Your goal
The whole listing is to be repeated exactly. Add nothing.

Recorded data

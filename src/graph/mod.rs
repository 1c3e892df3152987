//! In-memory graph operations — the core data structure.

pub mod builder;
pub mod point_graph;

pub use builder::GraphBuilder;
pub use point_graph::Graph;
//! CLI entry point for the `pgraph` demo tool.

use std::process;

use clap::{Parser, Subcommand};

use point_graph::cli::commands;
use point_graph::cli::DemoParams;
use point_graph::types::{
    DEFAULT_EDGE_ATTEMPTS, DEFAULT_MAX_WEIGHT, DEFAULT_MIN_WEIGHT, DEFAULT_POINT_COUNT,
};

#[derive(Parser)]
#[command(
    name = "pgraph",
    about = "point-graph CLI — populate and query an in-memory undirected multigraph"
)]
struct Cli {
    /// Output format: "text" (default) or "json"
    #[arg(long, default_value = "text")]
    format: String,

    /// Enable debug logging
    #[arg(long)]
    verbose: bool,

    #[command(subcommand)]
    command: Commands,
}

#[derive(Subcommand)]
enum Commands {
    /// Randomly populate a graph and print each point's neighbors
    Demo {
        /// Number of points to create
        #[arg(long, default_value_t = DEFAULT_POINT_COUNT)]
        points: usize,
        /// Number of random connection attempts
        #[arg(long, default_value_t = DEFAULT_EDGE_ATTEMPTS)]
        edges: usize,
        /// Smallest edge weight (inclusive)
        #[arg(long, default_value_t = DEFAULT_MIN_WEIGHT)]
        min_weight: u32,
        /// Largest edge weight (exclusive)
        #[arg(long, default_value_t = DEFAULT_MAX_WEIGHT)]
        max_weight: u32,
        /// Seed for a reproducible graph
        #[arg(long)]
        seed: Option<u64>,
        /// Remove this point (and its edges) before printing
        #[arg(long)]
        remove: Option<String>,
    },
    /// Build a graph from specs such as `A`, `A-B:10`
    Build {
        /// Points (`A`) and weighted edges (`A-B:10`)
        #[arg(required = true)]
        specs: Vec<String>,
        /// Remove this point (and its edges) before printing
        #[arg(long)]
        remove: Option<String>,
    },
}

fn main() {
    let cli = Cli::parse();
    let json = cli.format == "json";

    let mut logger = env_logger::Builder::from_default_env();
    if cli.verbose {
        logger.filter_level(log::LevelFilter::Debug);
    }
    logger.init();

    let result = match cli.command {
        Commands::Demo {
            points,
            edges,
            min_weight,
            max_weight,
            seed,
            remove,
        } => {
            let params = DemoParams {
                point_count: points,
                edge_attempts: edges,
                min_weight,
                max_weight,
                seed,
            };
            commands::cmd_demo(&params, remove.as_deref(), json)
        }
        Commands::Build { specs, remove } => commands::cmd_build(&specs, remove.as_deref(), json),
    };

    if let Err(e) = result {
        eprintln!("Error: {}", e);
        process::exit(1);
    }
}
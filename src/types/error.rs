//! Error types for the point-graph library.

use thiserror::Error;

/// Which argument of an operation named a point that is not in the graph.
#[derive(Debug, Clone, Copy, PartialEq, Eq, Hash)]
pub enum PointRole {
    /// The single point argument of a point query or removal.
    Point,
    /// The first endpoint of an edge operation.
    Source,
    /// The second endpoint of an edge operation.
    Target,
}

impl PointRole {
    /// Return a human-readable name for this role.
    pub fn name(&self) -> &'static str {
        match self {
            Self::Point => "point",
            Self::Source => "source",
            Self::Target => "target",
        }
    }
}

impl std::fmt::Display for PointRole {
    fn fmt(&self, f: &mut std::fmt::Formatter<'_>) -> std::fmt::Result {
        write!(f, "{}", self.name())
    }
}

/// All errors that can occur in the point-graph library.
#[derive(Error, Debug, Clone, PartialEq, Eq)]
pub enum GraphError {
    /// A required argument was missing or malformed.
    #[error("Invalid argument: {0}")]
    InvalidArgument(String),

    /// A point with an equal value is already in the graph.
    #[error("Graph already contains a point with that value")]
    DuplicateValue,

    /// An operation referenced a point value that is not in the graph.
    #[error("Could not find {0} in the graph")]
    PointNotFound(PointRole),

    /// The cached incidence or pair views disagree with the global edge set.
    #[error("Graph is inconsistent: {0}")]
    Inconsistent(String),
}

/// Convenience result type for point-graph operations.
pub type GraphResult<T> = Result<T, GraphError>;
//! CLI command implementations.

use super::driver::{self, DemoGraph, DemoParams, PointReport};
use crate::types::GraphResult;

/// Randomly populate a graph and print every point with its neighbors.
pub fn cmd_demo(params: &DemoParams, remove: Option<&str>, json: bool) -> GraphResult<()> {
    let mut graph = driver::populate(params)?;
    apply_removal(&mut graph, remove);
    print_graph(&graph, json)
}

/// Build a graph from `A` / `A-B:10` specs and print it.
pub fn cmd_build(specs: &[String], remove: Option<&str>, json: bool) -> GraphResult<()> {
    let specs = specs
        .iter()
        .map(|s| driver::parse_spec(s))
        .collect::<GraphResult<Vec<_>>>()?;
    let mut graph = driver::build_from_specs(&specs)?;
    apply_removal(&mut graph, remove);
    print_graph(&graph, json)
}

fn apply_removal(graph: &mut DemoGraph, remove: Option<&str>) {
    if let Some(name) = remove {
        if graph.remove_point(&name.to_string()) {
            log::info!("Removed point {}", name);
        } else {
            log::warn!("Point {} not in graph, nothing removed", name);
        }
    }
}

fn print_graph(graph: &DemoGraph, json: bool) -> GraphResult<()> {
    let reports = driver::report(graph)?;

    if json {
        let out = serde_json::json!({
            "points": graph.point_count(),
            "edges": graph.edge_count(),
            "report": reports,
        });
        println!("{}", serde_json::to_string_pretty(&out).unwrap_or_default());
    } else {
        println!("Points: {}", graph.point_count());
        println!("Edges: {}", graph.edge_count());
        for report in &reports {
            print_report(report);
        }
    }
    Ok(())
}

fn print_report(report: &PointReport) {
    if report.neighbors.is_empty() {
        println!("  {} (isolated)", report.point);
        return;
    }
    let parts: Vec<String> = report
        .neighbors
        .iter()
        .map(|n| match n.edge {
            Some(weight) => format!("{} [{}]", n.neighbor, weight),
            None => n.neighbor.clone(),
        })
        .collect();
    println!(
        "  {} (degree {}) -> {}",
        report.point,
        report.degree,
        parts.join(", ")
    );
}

Worked solution
filename src/graph/mod.rs
repository 1c3e892df3152987
//! In-memory graph operations — the core data structure.

pub mod builder;
pub mod point_graph;

pub use builder::GraphBuilder;
pub use point_graph::Graph;
//! CLI entry point for the `pgraph` demo tool.

use std::process;

use clap::{Parser, Subcommand};

use point_graph::cli::commands;
use point_graph::cli::DemoParams;
use point_graph::types::{
    DEFAULT_EDGE_ATTEMPTS, DEFAULT_MAX_WEIGHT, DEFAULT_MIN_WEIGHT, DEFAULT_POINT_COUNT,
};

#[derive(Parser)]
#[command(
    name = "pgraph",
    about = "point-graph CLI — populate and query an in-memory undirected multigraph"
)]
struct Cli {
    /// Output format: "text" (default) or "json"
    #[arg(long, default_value = "text")]
    format: String,

    /// Enable debug logging
    #[arg(long)]
    verbose: bool,

    #[command(subcommand)]
    command: Commands,
}

#[derive(Subcommand)]
enum Commands {
    /// Randomly populate a graph and print each point's neighbors
    Demo {
        /// Number of points to create
        #[arg(long, default_value_t = DEFAULT_POINT_COUNT)]
        points: usize,
        /// Number of random connection attempts
        #[arg(long, default_value_t = DEFAULT_EDGE_ATTEMPTS)]
        edges: usize,
        /// Smallest edge weight (inclusive)
        #[arg(long, default_value_t = DEFAULT_MIN_WEIGHT)]
        min_weight: u32,
        /// Largest edge weight (exclusive)
        #[arg(long, default_value_t = DEFAULT_MAX_WEIGHT)]
        max_weight: u32,
        /// Seed for a reproducible graph
        #[arg(long)]
        seed: Option<u64>,
        /// Remove this point (and its edges) before printing
        #[arg(long)]
        remove: Option<String>,
    },
    /// Build a graph from specs such as `A`, `A-B:10`
    Build {
        /// Points (`A`) and weighted edges (`A-B:10`)
        #[arg(required = true)]
        specs: Vec<String>,
        /// Remove this point (and its edges) before printing
        #[arg(long)]
        remove: Option<String>,
    },
}

fn main() {
    let cli = Cli::parse();
    let json = cli.format == "json";

    let mut logger = env_logger::Builder::from_default_env();
    if cli.verbose {
        logger.filter_level(log::LevelFilter::Debug);
    }
    logger.init();

    let result = match cli.command {
        Commands::Demo {
            points,
            edges,
            min_weight,
            max_weight,
            seed,
            remove,
        } => {
            let params = DemoParams {
                point_count: points,
                edge_attempts: edges,
                min_weight,
                max_weight,
                seed,
            };
            commands::cmd_demo(&params, remove.as_deref(), json)
        }
        Commands::Build { specs, remove } => commands::cmd_build(&specs, remove.as_deref(), json),
    };

    if let Err(e) = result {
        eprintln!("Error: {}", e);
        process::exit(1);
    }
}
filename src/types/error.rs
//! Error types for the point-graph library.

use thiserror::Error;

/// Which argument of an operation named a point that is not in the graph.
#[derive(Debug, Clone, Copy, PartialEq, Eq, Hash)]
pub enum PointRole {
    /// The single point argument of a point query or removal.
    Point,
    /// The first endpoint of an edge operation.
    Source,
    /// The second endpoint of an edge operation.
    Target,
}

impl PointRole {
    /// Return a human-readable name for this role.
    pub fn name(&self) -> &'static str {
        match self {
            Self::Point => "point",
            Self::Source => "source",
            Self::Target => "target",
        }
    }
}

impl std::fmt::Display for PointRole {
    fn fmt(&self, f: &mut std::fmt::Formatter<'_>) -> std::fmt::Result {
        write!(f, "{}", self.name())
    }
}

/// All errors that can occur in the point-graph library.
#[derive(Error, Debug, Clone, PartialEq, Eq)]
pub enum GraphError {
    /// A required argument was missing or malformed.
    #[error("Invalid argument: {0}")]
    InvalidArgument(String),

    /// A point with an equal value is already in the graph.
    #[error("Graph already contains a point with that value")]
    DuplicateValue,

    /// An operation referenced a point value that is not in the graph.
    #[error("Could not find {0} in the graph")]
    PointNotFound(PointRole),

    /// The cached incidence or pair views disagree with the global edge set.
    #[error("Graph is inconsistent: {0}")]
    Inconsistent(String),
}

/// Convenience result type for point-graph operations.
pub type GraphResult<T> = Result<T, GraphError>;
//! CLI command implementations.

use super::driver::{self, DemoGraph, DemoParams, PointReport};
use crate::types::GraphResult;

/// Randomly populate a graph and print every point with its neighbors.
pub fn cmd_demo(params: &DemoParams, remove: Option<&str>, json: bool) -> GraphResult<()> {
    let mut graph = driver::populate(params)?;
    apply_removal(&mut graph, remove);
    print_graph(&graph, json)
}

/// Build a graph from `A` / `A-B:10` specs and print it.
pub fn cmd_build(specs: &[String], remove: Option<&str>, json: bool) -> GraphResult<()> {
    let specs = specs
        .iter()
        .map(|s| driver::parse_spec(s))
        .collect::<GraphResult<Vec<_>>>()?;
    let mut graph = driver::build_from_specs(&specs)?;
    apply_removal(&mut graph, remove);
    print_graph(&graph, json)
}

fn apply_removal(graph: &mut DemoGraph, remove: Option<&str>) {
    if let Some(name) = remove {
        if graph.remove_point(&name.to_string()) {
            log::info!("Removed point {}", name);
        } else {
            log::warn!("Point {} not in graph, nothing removed", name);
        }
    }
}

fn print_graph(graph: &DemoGraph, json: bool) -> GraphResult<()> {
    let reports = driver::report(graph)?;

    if json {
        let out = serde_json::json!({
            "points": graph.point_count(),
            "edges": graph.edge_count(),
            "report": reports,
        });
        println!("{}", serde_json::to_string_pretty(&out).unwrap_or_default());
    } else {
        println!("Points: {}", graph.point_count());
        println!("Edges: {}", graph.edge_count());
        for report in &reports {
            print_report(report);
        }
    }
    Ok(())
}

fn print_report(report: &PointReport) {
    if report.neighbors.is_empty() {
        println!("  {} (isolated)", report.point);
        return;
    }
    let parts: Vec<String> = report
        .neighbors
        .iter()
        .map(|n| match n.edge {
            Some(weight) => format!("{} [{}]", n.neighbor, weight),
            None => n.neighbor.clone(),
        })
        .collect();
    println!(
        "  {} (degree {}) -> {}",
        report.point,
        report.degree,
        parts.join(", ")
    );
}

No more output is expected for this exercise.